Here is a closer look at five options for choosing a CNC machining supplier:
1. Service Bureaus
Service bureaus typically have a wide choice of manufacturing technologies, with the best offering a full suite of services such as injection molding, CNC machining or 3D printing. In addition, these bureaus often provide online automated quoting, and valuable design-for-manufacturability analysis. Higher-value service bureaus will have the ability to work with you throughout the design and development process as well as the entire life of your product. Service bureaus typically have a deep knowledge of how to make the best use of their processes and materials.
Quality control: Consistency is a strong suit. They typically have better control plans, inspection reports, and processes to ensure repeatability and reliability.
Turnaround time: Should be extremely responsive, with better results from those with the ability to respond immediately to your order.
Volume: Varies, depending on capacity. A small service bureau may hold little volume advantage over an internal shop.
Production cost: Varies but may be higher than some internal shops. Service bureaus, however, know the competitive landscape and price accordingly. Prices at larger bureaus fluctuate less than at smaller ones, which tend to drop prices when they need work and raise them when they’re busy.
2. Service Brokers
A broker can help companies, especially smaller ones, that don’t have the resources to evaluate suppliers. Brokers have an incentive to find the right fit between their client and the outsourcing partner in terms of manufacturing capabilities, quality control or certifications. Find out a broker’s sweet spot and determine whether it aligns with your project. A broker specializing in automotive prototypes, for example, might not be the right choice for your ISO 13485 medical device.
Quality control: Consistency is a potential problem because subsequent orders may go to different service bureaus. You may get exactly what you want one time but not the next.
Turnaround time: Varies based on the size of the broker’s network and the capacity of the suppliers within it. Delays are inherent as the broker bids out the project.
Volume: Also depends on the size of the broker’s network. If their usual bureaus are busy, your project may go to a lesser-known supplier.
Production cost: The broker’s practice of bidding jobs out may offer some savings. But using a broker adds cost.
3. Independent Machine Shops
These suppliers typically are smaller and more specialized. Some may be good at working with challenging materials like Inconel, but may be more expensive for basic aluminum parts. Machine shops may be among the best at their core expertise but not in others.
Quality control: Ranges across suppliers and usually depends on their niche or expertise. Quality control at machine shop specializing in aerospace or ISO 13485 medical devices should be excellent and should still be good but less formalized at “garage shops.”
Turnaround time: Should be fast and competitive when they have capacity but subject to backups when busy.
Volume: Because they tend to be smaller, machine shops may have capacity constraints. If your project is in the shop’s core service, it should have greater capacity for that than for other jobs.
Production cost: Shops specializing in parts for the aerospace industry, for example, or those working with exotic materials or parts with tight tolerance typically will be more expensive because of the higher-end machines required.

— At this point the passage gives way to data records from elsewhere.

use crate::models::HealthRes;

/// Health check used by the REST surface and by load balancer probes.
#[derive(Clone, Default)]
pub struct HealthService;

impl HealthService {
    /// Returns a `HealthRes` indicating the service is up.
    ///
    /// This does not touch the database; environment connectivity is only exercised by
    /// real requests.
    pub fn check_health() -> HealthRes {
        HealthRes {
            ok: true,
            message: "Test data service is alive".into(),
        }
    }
}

4. High-Volume Production Houses
High-volume production houses, typically focused on injection molding and CNC machining, reduce piece part price when running thousands or millions of parts. Their niche is shaving seconds and pennies off of projects through high-speed repetition, especially when running “lights out” or in a factory that’s fully automated. Upfront engineering expenses may be high. These suppliers typically don’t like doing prototypes because they’re not cost effective at it.
Quality control: Typically very good. Production houses specializing in highly regulated industries typically will meet the required standard. Quality control for commodity-type parts will be at a lower but appropriate level.
Turnaround time: Typically good and predictable for high volumes. Delays may result if the supplier has to acquire equipment to produce your part, which many will do.
Volume: Large orders are their bread and butter. Will dedicate equipment to a project, such as a molding cell that would run parts for years at a time.
Production cost: The higher the volume, the better the cost because of the focus on operating efficiently. If you need just a few dozen or a couple hundred parts, however, they’re more expensive.
5. In-House Production
In-house production offers the prospect of convenience—just walk down the hall to get a part made. A desktop or industrial-grade 3D printer can make a concept model of a product or parts for form and fit testing. An in-house shop with an industrial 3D printer, CNC machine, or molding press can provide engineering-grade parts that are production representatives. That convenience comes at a cost, however, from the upfront capital investment in equipment and acquiring and storing materials to having skilled who can operate the machines effectively. And that convenience is available only when an internal shophas capacity. They regularly partner with service bureaus for quicker, simpler production parts or functional prototypes.
Quality control: Typically very good but likely sporadic in an early R&D shop and better when a part is transitioning to production.
Turnaround time: In-house shops often operate at or near capacity, leading to long lead times that force development teams to outsource to get parts made quickly.
Volume: Typically work in lower volume because of limited capacity and specialization.
Production cost: Larger OEMs often have a friendly cost structure that doesn’t apply costs to individual projects. OEMs and in-house shops can be more expensive when manufacturing parts outside their forte.